The next day was the dedication. It began with a ceremony renacting the first missionaries arriving 118 years ago. They arrived to cannibal warriors threatening them on the coast, but in this new rendition, the bible arrived on a canoe with the translators (who symbolized the original missionaries). Then two women went out in the water to get them carrying a grass skirt up high, symbolizing peace. Then once on land, the bibles and the missionaries, followed by their supporters (friends from their home church and other supporting missionaries (us), followed by the Anglican priests from the village, followed by dancers and warriors.

The warriors really hammed it up, threatening us with spears and sling shots, making grunting noises etc. They pounded 50 kundu drums in unison. I tell you, if I was those first missionaries 118 years ago... it would have been a VERY scary site. The drums and the decoration and the cannibal warriors... all of it together would have made every inch of me want to turn around and go home.

The ceremony then became a parade, escorting the Bibles down the coast to a bridge. At the bridge there was a horde of children chanting things similiar to "we accept this gift of the Word of God and recognize it is for our generation and we accept this responsibility". Things like that. The point was, that there was a strong emphasis on this being for their children and their children's children. A gift of truth that should be passed down for generations. A new tradition.

That choked me up a bit. Although I was experiencing what was arguably a flu. Some thought it Malaria but it was a quick 24 hour flu... so I was already choked up (-;.

Then the Bibles and the procession came to rest in a field with a stage constructed. Speeches, songs, sermons, testimonies and the like followed. It was definitely an official ceremony and it ended with the Bibles being dispersed.

To give you an idea of how excited these people were. They had 1000 Bibles to disperse (sell at a small token price to make sure people would value them) and 800 of them went in the first few hours. Typically if you pre-order 1000 you have them around for a long while, but these people were swallowing up the Word of God. It was an overwhelming statistic to us that these people were excited.

Rest time.

Later that day the pigs came out, and they were speared, roasted, then slow cooked all night. The kids gathered around as the pig hair was burned off a big bonfire was created. This was Calvin's favorite part (until the butchering started, then he left).

Sydney enjoyed the dancing.

We all had a feast, roast pork, the next morning. The day was peppered with rest, dramas, dancing, drums, etc.
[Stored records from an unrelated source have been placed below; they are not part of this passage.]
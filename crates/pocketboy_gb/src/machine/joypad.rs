use bitflags::bitflags;

use crate::interrupts::{Interrupt, InterruptController};

bitflags! {
    /// Host-side button state. A set bit means the button is held.
    #[derive(Copy, Clone, Debug, Default, PartialEq, Eq, Hash)]
    pub struct Buttons: u8 {
        const RIGHT = 0x01;
        const LEFT = 0x02;
        const UP = 0x04;
        const DOWN = 0x08;
        const A = 0x10;
        const B = 0x20;
        const SELECT = 0x40;
        const START = 0x80;
    }
}

impl Buttons {
    /// D-pad nibble in P1 bit order (Right, Left, Up, Down).
    #[inline]
    fn dpad(self) -> u8 {
        self.bits() & 0x0F
    }

    /// Action nibble in P1 bit order (A, B, Select, Start).
    #[inline]
    fn actions(self) -> u8 {
        self.bits() >> 4
    }
}

/// P1/JOYP (FF00).
pub(super) struct Joypad {
    /// Bits 5 (actions) and 4 (d-pad); 0 selects the group.
    select: u8,
    held: Buttons,
}

impl Joypad {
    pub(super) fn new() -> Self {
        // Both groups selected: P1 reads 0xCF after boot.
        Self {
            select: 0x00,
            held: Buttons::empty(),
        }
    }

    pub(super) fn read_p1(&self) -> u8 {
        let mut low = 0x0F;
        if self.select & 0x10 == 0 {
            low &= !self.held.dpad();
        }
        if self.select & 0x20 == 0 {
            low &= !self.held.actions();
        }
        0xC0 | self.select | (low & 0x0F)
    }

    /// Only the two select bits are writable.
    pub(super) fn write_p1(&mut self, value: u8) {
        self.select = value & 0x30;
    }

    /// Replace the held set. Any button going from released to pressed
    /// requests the Joypad interrupt.
    pub(super) fn set_state(&mut self, buttons: Buttons, ints: &mut InterruptController) {
        let newly_pressed = buttons & !self.held;
        self.held = buttons;
        if !newly_pressed.is_empty() {
            log::debug!("GB joypad: pressed {newly_pressed:?}");
            ints.request(Interrupt::Joypad);
        }
    }

    #[inline]
    pub(super) fn any_held(&self) -> bool {
        !self.held.is_empty()
    }
}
The sun set beautifully the full moon rose and we heard the drums from the jungle somewhere. The got closer and closer until about 40 dancing men and women arrived. They danced and invited some of us to dance and would have danced all night long but we eventually stopped around midnight.

That night I got on a boat and fell asleep, and woke up back to our original departure point. We took a PMV back to Alotau and while it was a bumpy ride, we made it.

All safe and sound.

We saw things, experienced things, met people and shared with a completely new culture a time of celebrating Christ and His Word.

It was remarkable.

The lyrics that choked me up most of all, the ones that gave credence to what you and I are doing. Why we are here... was hearing a choir of children and adults together sing...

"Thank you for coming to Gapapaiwa Bible dedication, brothers and sisters, thank you for serving God, praise God for His Word."

still choked up, and the flu has passed.

God is great.


We're fine

We're home, we're safe, we're fine.
For those reading news about a plane that went down, it was a different airline than what we took, and it was in a different area. We are safe and sound.

Thank you for your concerns, following shortly we'll post pictures of the dedication and the story of the trip. It was awesome!